Bookpacking is a route to those alternative histories. Walking through the streets of London and visiting the places in A Tale of Two Cities contains minutiae beyond the confines of the page. Were Dickens to try and capture every feature of every location would make the novel impossibly long. For this reason, novel writing is just as much an act of history as the making of a history textbook. Both make selections of detail to craft a narrative, putting some in, leaving others out. This selection is intentional and exists for the purpose of making a narrative out of the many possible ones that exist. But bookpacking doesn’t have this limitation and has details that exist outside of narrative purpose. The smell of a street, the material of a building, the weather of a particular day – these elements don’t always make it into the novel but in real life are unavoidable. And by looking at these details we are able to understand why Dickens made the choices he did so we can better understand his purpose. These unincluded elements can also be used to craft an image we wouldn’t be able to with Dickens’ history of the world alone, as if making new shapes with puzzle pieces not included in the box. Bookpacking thus transcends the limitations of language to add depth to a story in a way that traditional writing on its own cannot.
But these details don’t assemble themselves into new shapes on their own.

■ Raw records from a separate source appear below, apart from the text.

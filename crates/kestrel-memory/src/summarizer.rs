// SPDX-FileCopyrightText: 2026 Kestrel Contributors
// SPDX-License-Identifier: MIT OR Apache-2.0

//! Distills a window of conversation exchanges into a period summary,
//! insights, and patterns.
//!
//! The model is asked for a single JSON object. When the backend is
//! unreachable or the reply cannot be parsed, counting heuristics over the
//! exchange metadata produce the outcome instead, so a summarization pass
//! always yields a summary.

use std::collections::BTreeMap;
use std::sync::Arc;
use std::time::Duration;

use chrono::Utc;
use kestrel_context::ConversationExchange;
use kestrel_core::json::parse_object;
use kestrel_core::text::truncate_chars;
use kestrel_core::{CompletionAdapter, KestrelError, Slot, complete_within};
use serde::Deserialize;
use tracing::{debug, warn};

use crate::types::{
    Insight, MemorySource, PATTERN_TOPIC, Pattern, PeriodSummary, SummaryOutcome, SummaryTier,
};

/// Exchanges included in the summarization prompt.
pub const SUMMARY_WINDOW: usize = 20;

/// Answer characters kept per exchange in the prompt.
const PROMPT_ANSWER_CHARS: usize = 100;

/// Follow-up share above which a pattern is recorded.
const FOLLOWUP_PATTERN_RATE: f64 = 0.3;

/// Mentions needed for a device insight.
const DEVICE_INSIGHT_MENTIONS: usize = 2;

/// Mentions needed for a device focus pattern.
const DEVICE_PATTERN_MENTIONS: usize = 3;

#[derive(Debug, Deserialize)]
struct ModelSummary {
    summary: String,
    #[serde(default)]
    insights: Vec<ModelInsight>,
    #[serde(default)]
    patterns: Vec<ModelPattern>,
}

#[derive(Debug, Deserialize)]
struct ModelInsight {
    text: String,
    #[serde(default = "default_topic")]
    topic: String,
    #[serde(default = "default_confidence")]
    confidence: f64,
}

#[derive(Debug, Deserialize)]
struct ModelPattern {
    text: String,
    #[serde(default = "default_confidence")]
    confidence: f64,
}

fn default_topic() -> String {
    "general".to_string()
}

fn default_confidence() -> f64 {
    0.5
}

/// Runs summarization passes against a completion backend.
pub struct Summarizer {
    completion: Arc<dyn CompletionAdapter>,
    timeout: Duration,
}

impl Summarizer {
    pub fn new(completion: Arc<dyn CompletionAdapter>, timeout: Duration) -> Self {
        Self {
            completion,
            timeout,
        }
    }

    /// Summarizes the last [`SUMMARY_WINDOW`] exchanges of `exchanges`.
    pub async fn summarize(&self, exchanges: &[ConversationExchange]) -> SummaryOutcome {
        let skip = exchanges.len().saturating_sub(SUMMARY_WINDOW);
        let window = &exchanges[skip..];
        let tier = tier_for(window);

        let prompt = build_prompt(window);
        match complete_within(self.completion.as_ref(), &prompt, self.timeout).await {
            Ok(response) => match parse_summary_response(&response, tier, window.len()) {
                Ok(outcome) => {
                    debug!(
                        tier = %tier,
                        insights = outcome.insights.len(),
                        patterns = outcome.patterns.len(),
                        "model summarization succeeded"
                    );
                    outcome
                }
                Err(e) => {
                    warn!("Failed to parse summarization response: {e}");
                    debug!("Raw response: {response}");
                    heuristic_summary(window, tier)
                }
            },
            Err(e) => {
                warn!(error = %e, "summarization model unavailable, using heuristics");
                heuristic_summary(window, tier)
            }
        }
    }
}

/// Tier from the span between the first and last exchange.
pub fn tier_for(window: &[ConversationExchange]) -> SummaryTier {
    match (window.first(), window.last()) {
        (Some(first), Some(last)) => SummaryTier::for_span(last.timestamp - first.timestamp),
        _ => SummaryTier::Daily,
    }
}

fn build_prompt(window: &[ConversationExchange]) -> String {
    let conversation = window
        .iter()
        .map(|e| {
            format!(
                "User: {}\nAssistant: {}",
                e.user_text,
                truncate_chars(&e.answer, PROMPT_ANSWER_CHARS)
            )
        })
        .collect::<Vec<_>>()
        .join("\n");

    format!(
        r#"Analyze these conversations about inspection data and extract:
1. A brief summary of the topics discussed.
2. Key insights learned about the devices, stations, and results.
3. Patterns in what the user asks about.

Conversations:
{conversation}

Return ONLY a JSON object of the form:
{{"summary": "...", "insights": [{{"text": "...", "topic": "...", "confidence": 0.8}}], "patterns": [{{"text": "...", "confidence": 0.7}}]}}"#
    )
}

/// Parses the model's JSON reply into a [`SummaryOutcome`].
///
/// Blank summaries are rejected; blank insight or pattern texts are dropped
/// and confidences are clamped to `[0, 1]`.
pub fn parse_summary_response(
    response: &str,
    tier: SummaryTier,
    conversation_count: usize,
) -> Result<SummaryOutcome, KestrelError> {
    let parsed: ModelSummary = parse_object(response)?;
    if parsed.summary.trim().is_empty() {
        return Err(KestrelError::MalformedOutput("empty summary".into()));
    }

    let now = Utc::now();
    let insights = parsed
        .insights
        .into_iter()
        .filter(|i| !i.text.trim().is_empty())
        .map(|i| Insight {
            text: i.text.trim().to_string(),
            topic: i.topic,
            confidence: i.confidence.clamp(0.0, 1.0),
            source: MemorySource::Summarization,
            created_at: now,
        })
        .collect();
    let patterns = parsed
        .patterns
        .into_iter()
        .filter(|p| !p.text.trim().is_empty())
        .map(|p| Pattern {
            text: p.text.trim().to_string(),
            topic: PATTERN_TOPIC.to_string(),
            confidence: p.confidence.clamp(0.0, 1.0),
            source: MemorySource::Summarization,
            created_at: now,
        })
        .collect();

    Ok(SummaryOutcome {
        summary: PeriodSummary {
            tier,
            summary: parsed.summary.trim().to_string(),
            conversation_count,
            created_at: now,
        },
        insights,
        patterns,
    })
}

/// Counting heuristics used when the model cannot summarize.
pub fn heuristic_summary(window: &[ConversationExchange], tier: SummaryTier) -> SummaryOutcome {
    let now = Utc::now();
    let total = window.len();
    let mut insights = Vec::new();
    let mut patterns = Vec::new();

    let mut intent_counts: BTreeMap<String, usize> = BTreeMap::new();
    let mut device_counts: BTreeMap<&str, usize> = BTreeMap::new();
    let mut followups = 0usize;
    for exchange in window {
        *intent_counts
            .entry(exchange.intent.intent.to_string())
            .or_default() += 1;
        if let Some(device) = exchange.intent.entity(Slot::Device) {
            *device_counts.entry(device).or_default() += 1;
        }
        if exchange.followup {
            followups += 1;
        }
    }

    let heuristic = |text: String, topic: &str, confidence: f64| Insight {
        text,
        topic: topic.to_string(),
        confidence: confidence.clamp(0.0, 1.0),
        source: MemorySource::Heuristic,
        created_at: now,
    };

    let mut most_common: Option<(&str, usize)> = None;
    for (intent, count) in &intent_counts {
        if most_common.is_none_or(|(_, best)| *count > best) {
            most_common = Some((intent, *count));
        }
    }
    if let Some((intent, count)) = most_common {
        insights.push(heuristic(
            format!("Most common question type is {intent} ({count} of {total})"),
            "usage",
            count as f64 / total as f64,
        ));
    }

    for (device, count) in &device_counts {
        if *count >= DEVICE_INSIGHT_MENTIONS {
            insights.push(heuristic(
                format!("Device {device} was discussed {count} times"),
                "device",
                0.6,
            ));
        }
    }

    if total > 0 {
        let rate = followups as f64 / total as f64;
        if rate > FOLLOWUP_PATTERN_RATE {
            patterns.push(heuristic(
                format!(
                    "User frequently asks follow-up questions ({:.0}% of queries)",
                    rate * 100.0
                ),
                PATTERN_TOPIC,
                rate,
            ));
        }
    }

    for (device, count) in &device_counts {
        if *count >= DEVICE_PATTERN_MENTIONS {
            patterns.push(heuristic(
                format!("User repeatedly focuses on {device}"),
                PATTERN_TOPIC,
                0.7,
            ));
        }
    }

    SummaryOutcome {
        summary: PeriodSummary {
            tier,
            summary: format!("Summary of {total} conversations ({tier})"),
            conversation_count: total,
            created_at: now,
        },
        insights,
        patterns,
    }
}
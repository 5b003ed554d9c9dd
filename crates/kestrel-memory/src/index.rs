// SPDX-FileCopyrightText: 2026 Kestrel Contributors
// SPDX-License-Identifier: MIT OR Apache-2.0

//! Embedding index over inspection records with hybrid retrieval.
//!
//! Every indexed record keeps one fixed-dimension vector computed from
//! [`InspectionRecord::search_text`]. Queries are embedded with the same
//! adapter; hybrid search fuses the cosine ranking with a keyword-overlap
//! ranking through [`weighted_rrf`].

use std::collections::{BTreeSet, HashMap};
use std::path::Path;
use std::sync::Arc;

use kestrel_core::text::tokenize;
use kestrel_core::{EmbeddingAdapter, InspectionRecord, KestrelError};
use serde::{Deserialize, Serialize};
use tracing::{debug, info};

use crate::fusion::{RRF_K, weighted_rrf};
use crate::types::cosine_similarity;

/// A record returned by the index with its score.
///
/// For [`SemanticIndex::search`] and [`SemanticIndex::find_similar`] the
/// score is cosine similarity; for hybrid search it is the fused RRF score.
#[derive(Debug, Clone, PartialEq, Serialize)]
pub struct SearchHit {
    pub record: InspectionRecord,
    pub score: f64,
}

#[derive(Debug, Clone, PartialEq, Serialize)]
pub struct IndexStats {
    pub records: usize,
    pub dimensions: usize,
    pub embedder: String,
}

#[derive(Debug, Clone, Serialize, Deserialize)]
struct IndexEntry {
    record: InspectionRecord,
    vector: Vec<f32>,
    #[serde(skip)]
    tokens: BTreeSet<String>,
}

impl IndexEntry {
    fn new(record: InspectionRecord, vector: Vec<f32>) -> Self {
        let tokens = tokenize(&record.search_text()).into_iter().collect();
        Self {
            record,
            vector,
            tokens,
        }
    }
}

#[derive(Serialize, Deserialize)]
struct IndexFile {
    dimensions: usize,
    records: Vec<IndexEntry>,
}

/// In-memory vector index keyed by record id.
pub struct SemanticIndex {
    embedder: Arc<dyn EmbeddingAdapter>,
    rrf_k: f32,
    dimensions: usize,
    entries: Vec<IndexEntry>,
    positions: HashMap<i64, usize>,
}

impl SemanticIndex {
    pub fn new(embedder: Arc<dyn EmbeddingAdapter>) -> Self {
        Self {
            embedder,
            rrf_k: RRF_K,
            dimensions: 0,
            entries: Vec::new(),
            positions: HashMap::new(),
        }
    }

    /// Overrides the RRF constant used by [`hybrid_search`](Self::hybrid_search).
    pub fn with_rrf_k(mut self, rrf_k: f32) -> Self {
        self.rrf_k = rrf_k;
        self
    }

    /// Embeds and stores `records`, replacing entries with the same id.
    ///
    /// Returns the number of records written.
    pub async fn index(&mut self, records: &[InspectionRecord]) -> Result<usize, KestrelError> {
        if records.is_empty() {
            return Ok(0);
        }

        let texts: Vec<String> = records.iter().map(InspectionRecord::search_text).collect();
        let vectors = self.embedder.embed(&texts).await?;
        if vectors.len() != records.len() {
            return Err(KestrelError::Provider {
                message: format!(
                    "embedder returned {} vectors for {} records",
                    vectors.len(),
                    records.len()
                ),
                source: None,
            });
        }

        let expected = if self.entries.is_empty() {
            vectors[0].len()
        } else {
            self.dimensions
        };
        if let Some(bad) = vectors.iter().find(|v| v.len() != expected) {
            return Err(KestrelError::Provider {
                message: format!(
                    "embedding dimension mismatch: expected {expected}, got {}",
                    bad.len()
                ),
                source: None,
            });
        }
        self.dimensions = expected;

        for (record, vector) in records.iter().zip(vectors) {
            let entry = IndexEntry::new(record.clone(), vector);
            match self.positions.get(&record.id) {
                Some(&pos) => self.entries[pos] = entry,
                None => {
                    self.positions.insert(record.id, self.entries.len());
                    self.entries.push(entry);
                }
            }
        }

        info!(
            indexed = records.len(),
            total = self.entries.len(),
            dimensions = self.dimensions,
            "records indexed"
        );
        Ok(records.len())
    }

    /// Records whose cosine similarity to `query` is at least `threshold`,
    /// best first, at most `top_k`.
    pub async fn search(
        &self,
        query: &str,
        top_k: usize,
        threshold: f32,
    ) -> Result<Vec<SearchHit>, KestrelError> {
        if self.entries.is_empty() {
            return Ok(Vec::new());
        }
        let query_vector = self.embed_query(query).await?;
        Ok(self.rank_by_vector(&query_vector, None, top_k, threshold))
    }

    /// Fuses vector and keyword rankings with weighted reciprocal rank fusion.
    pub async fn hybrid_search(
        &self,
        query: &str,
        vector_weight: f32,
        keyword_weight: f32,
        top_k: usize,
    ) -> Result<Vec<SearchHit>, KestrelError> {
        if self.entries.is_empty() {
            return Ok(Vec::new());
        }
        let query_vector = self.embed_query(query).await?;

        let vector_ranked: Vec<i64> = self
            .rank_by_vector(&query_vector, None, self.entries.len(), f32::NEG_INFINITY)
            .into_iter()
            .map(|hit| hit.record.id)
            .collect();
        let keyword_ranked = self.rank_by_keywords(query);
        debug!(
            vector = vector_ranked.len(),
            keyword = keyword_ranked.len(),
            "fusing rankings"
        );

        Ok(weighted_rrf(
            &vector_ranked,
            &keyword_ranked,
            vector_weight,
            keyword_weight,
            self.rrf_k,
        )
        .into_iter()
        .take(top_k)
        .filter_map(|(id, score)| {
            self.get(id).map(|entry| SearchHit {
                record: entry.record.clone(),
                score,
            })
        })
        .collect())
    }

    /// Records most similar to an already indexed record, excluding it.
    ///
    /// Unknown ids yield no hits.
    pub fn find_similar(&self, record_id: i64, top_k: usize) -> Vec<SearchHit> {
        match self.get(record_id) {
            Some(seed) => {
                self.rank_by_vector(&seed.vector, Some(record_id), top_k, f32::NEG_INFINITY)
            }
            None => Vec::new(),
        }
    }

    /// Writes the index as JSON.
    pub async fn save_index(&self, path: &Path) -> Result<(), KestrelError> {
        let file = IndexFile {
            dimensions: self.dimensions,
            records: self.entries.clone(),
        };
        let json = serde_json::to_vec(&file).map_err(|e| KestrelError::Persistence {
            message: format!("failed to encode index: {e}"),
            source: Some(Box::new(e)),
        })?;
        crate::persistence::write_atomically(path, &json).await?;
        info!(path = %path.display(), records = self.entries.len(), "index saved");
        Ok(())
    }

    /// Replaces the index contents with a file written by [`save_index`](Self::save_index).
    pub async fn load_index(&mut self, path: &Path) -> Result<usize, KestrelError> {
        let bytes = tokio::fs::read(path)
            .await
            .map_err(|e| KestrelError::Persistence {
                message: format!("failed to read index {}: {e}", path.display()),
                source: Some(Box::new(e)),
            })?;
        let file: IndexFile =
            serde_json::from_slice(&bytes).map_err(|e| KestrelError::Persistence {
                message: format!("failed to decode index {}: {e}", path.display()),
                source: Some(Box::new(e)),
            })?;

        self.clear();
        self.dimensions = file.dimensions;
        for entry in file.records {
            let entry = IndexEntry::new(entry.record, entry.vector);
            self.positions.insert(entry.record.id, self.entries.len());
            self.entries.push(entry);
        }
        info!(path = %path.display(), records = self.entries.len(), "index loaded");
        Ok(self.entries.len())
    }

    pub fn stats(&self) -> IndexStats {
        IndexStats {
            records: self.entries.len(),
            dimensions: self.dimensions,
            embedder: self.embedder.name().to_string(),
        }
    }

    pub fn len(&self) -> usize {
        self.entries.len()
    }

    pub fn is_empty(&self) -> bool {
        self.entries.is_empty()
    }

    pub fn clear(&mut self) {
        self.entries.clear();
        self.positions.clear();
        self.dimensions = 0;
    }

    fn get(&self, id: i64) -> Option<&IndexEntry> {
        self.positions.get(&id).map(|&pos| &self.entries[pos])
    }

    async fn embed_query(&self, query: &str) -> Result<Vec<f32>, KestrelError> {
        self.embedder
            .embed(&[query.to_string()])
            .await?
            .pop()
            .ok_or_else(|| KestrelError::Provider {
                message: "embedder returned no vector for query".into(),
                source: None,
            })
    }

    fn rank_by_vector(
        &self,
        query: &[f32],
        exclude: Option<i64>,
        top_k: usize,
        threshold: f32,
    ) -> Vec<SearchHit> {
        let mut scored: Vec<(f32, &IndexEntry)> = self
            .entries
            .iter()
            .filter(|e| Some(e.record.id) != exclude)
            .map(|e| (cosine_similarity(query, &e.vector), e))
            .filter(|(score, _)| *score >= threshold)
            .collect();
        scored.sort_by(|a, b| {
            b.0.total_cmp(&a.0)
                .then_with(|| a.1.record.id.cmp(&b.1.record.id))
        });
        scored
            .into_iter()
            .take(top_k)
            .map(|(score, e)| SearchHit {
                record: e.record.clone(),
                score: f64::from(score),
            })
            .collect()
    }

    /// Ids with at least one query token, most overlapping first.
    fn rank_by_keywords(&self, query: &str) -> Vec<i64> {
        let query_tokens: BTreeSet<String> = tokenize(query).into_iter().collect();
        let mut scored: Vec<(usize, i64)> = self
            .entries
            .iter()
            .map(|e| (e.tokens.intersection(&query_tokens).count(), e.record.id))
            .filter(|(overlap, _)| *overlap > 0)
            .collect();
        scored.sort_by(|a, b| b.0.cmp(&a.0).then_with(|| a.1.cmp(&b.1)));
        scored.into_iter().map(|(_, id)| id).collect()
    }
}

#[cfg(test)]
mod tests {
    use super::*;
    use crate::embedder::HashingEmbedder;
    use kestrel_core::Verdict;

    fn record(id: i64, device: &str, result: Verdict, station: &str) -> InspectionRecord {
        InspectionRecord {
            id,
            timestamp: format!("2026-10-16T08:{:02}:00", id % 60),
            device_id: device.to_string(),
            image_id: None,
            result,
            station: station.to_string(),
        }
    }

    fn sample() -> Vec<InspectionRecord> {
        vec![
            record(1, "Camera_03", Verdict::Fail, "STA_580"),
            record(2, "Camera_03", Verdict::Pass, "STA_580"),
            record(3, "Basler_GigE", Verdict::Pass, "STA_100"),
            record(4, "Watashi_cam", Verdict::Fail, "STA_200"),
        ]
    }

    async fn index() -> SemanticIndex {
        let mut index = SemanticIndex::new(Arc::new(HashingEmbedder::new(4096)));
        index.index(&sample()).await.unwrap();
        index
    }

    #[tokio::test]
    async fn index_and_search() {
        let index = index().await;
        assert_eq!(index.len(), 4);

        let hits = index.search("Camera_03 fail STA_580", 2, 0.0).await.unwrap();
        assert_eq!(hits.len(), 2);
        assert_eq!(hits[0].record.id, 1);
        assert!(hits[0].score >= hits[1].score);
    }

    #[tokio::test]
    async fn threshold_filters_weak_matches() {
        let index = index().await;
        let hits = index.search("Camera_03 fail STA_580", 10, 0.99).await.unwrap();
        assert!(hits.iter().all(|h| h.score >= 0.99));
    }

    #[tokio::test]
    async fn reindexing_replaces_by_id() {
        let mut index = index().await;
        index
            .index(&[record(3, "Camera_03", Verdict::Fail, "STA_580")])
            .await
            .unwrap();
        assert_eq!(index.len(), 4);
        let hits = index.find_similar(1, 4);
        assert!(hits.iter().any(|h| h.record.id == 3 && h.record.device_id == "Camera_03"));
    }

    #[tokio::test]
    async fn find_similar_excludes_seed() {
        let index = index().await;
        let hits = index.find_similar(1, 10);
        assert_eq!(hits.len(), 3);
        assert!(hits.iter().all(|h| h.record.id != 1));
        assert_eq!(hits[0].record.id, 2);
        assert!(index.find_similar(99, 10).is_empty());
    }

    #[tokio::test]
    async fn hybrid_search_prefers_keyword_and_vector_agreement() {
        let index = index().await;
        let hits = index
            .hybrid_search("Watashi_cam fail", 0.7, 0.3, 3)
            .await
            .unwrap();
        assert_eq!(hits.len(), 3);
        assert_eq!(hits[0].record.id, 4);
    }

    #[tokio::test]
    async fn empty_index_returns_nothing() {
        let index = SemanticIndex::new(Arc::new(HashingEmbedder::new(8)));
        assert!(index.search("x", 5, 0.0).await.unwrap().is_empty());
        assert!(index.hybrid_search("x", 0.5, 0.5, 5).await.unwrap().is_empty());
        assert_eq!(index.stats().dimensions, 0);
    }

    #[tokio::test]
    async fn save_and_load_round_trip() {
        let dir = tempfile::tempdir().unwrap();
        let path = dir.path().join("index.json");
        let index = index().await;
        index.save_index(&path).await.unwrap();

        let mut loaded = SemanticIndex::new(Arc::new(HashingEmbedder::new(4096)));
        assert_eq!(loaded.load_index(&path).await.unwrap(), 4);
        assert_eq!(loaded.stats().dimensions, 4096);
        let hits = loaded
            .hybrid_search("Camera_03 fail", 0.5, 0.5, 1)
            .await
            .unwrap();
        assert_eq!(hits[0].record.id, 1);
    }

    #[tokio::test]
    async fn load_missing_file_is_persistence_error() {
        let dir = tempfile::tempdir().unwrap();
        let mut index = SemanticIndex::new(Arc::new(HashingEmbedder::new(8)));
        let err = index.load_index(&dir.path().join("nope.json")).await.unwrap_err();
        assert!(matches!(err, KestrelError::Persistence { .. }));
    }
}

Visiting the street where Doctor Manette lived doesn’t scream out some new information about the novel. Instead, we have to glean information from these details on our own. We can analyze the roads to see what degree of carelessness must have been needed to hit a pedestrian. We can watch the interactions of the public to see if Dickens’ characterizations of Britons is fair. We can see to what extent Dickens is understating or overplaying the dreariness of a certain building. Limitations of the difference in time between when Dickens was writing and the present adds to the workload of analysis, but does not devalue the practice of bookpacking as one tool to better construct alternative realities.
The revelation is that there is no revelation. Personal tragedies don’t always have meaning. If all you do is look at a room that’s all you’ll see. But every reality contains the makeup of a million alternate realities, some of which are millions of times better than the present. There is something in the makeup of the street, of the conversations in the air, in the weather of the city that – if you look closely enough, can be made into a revelation.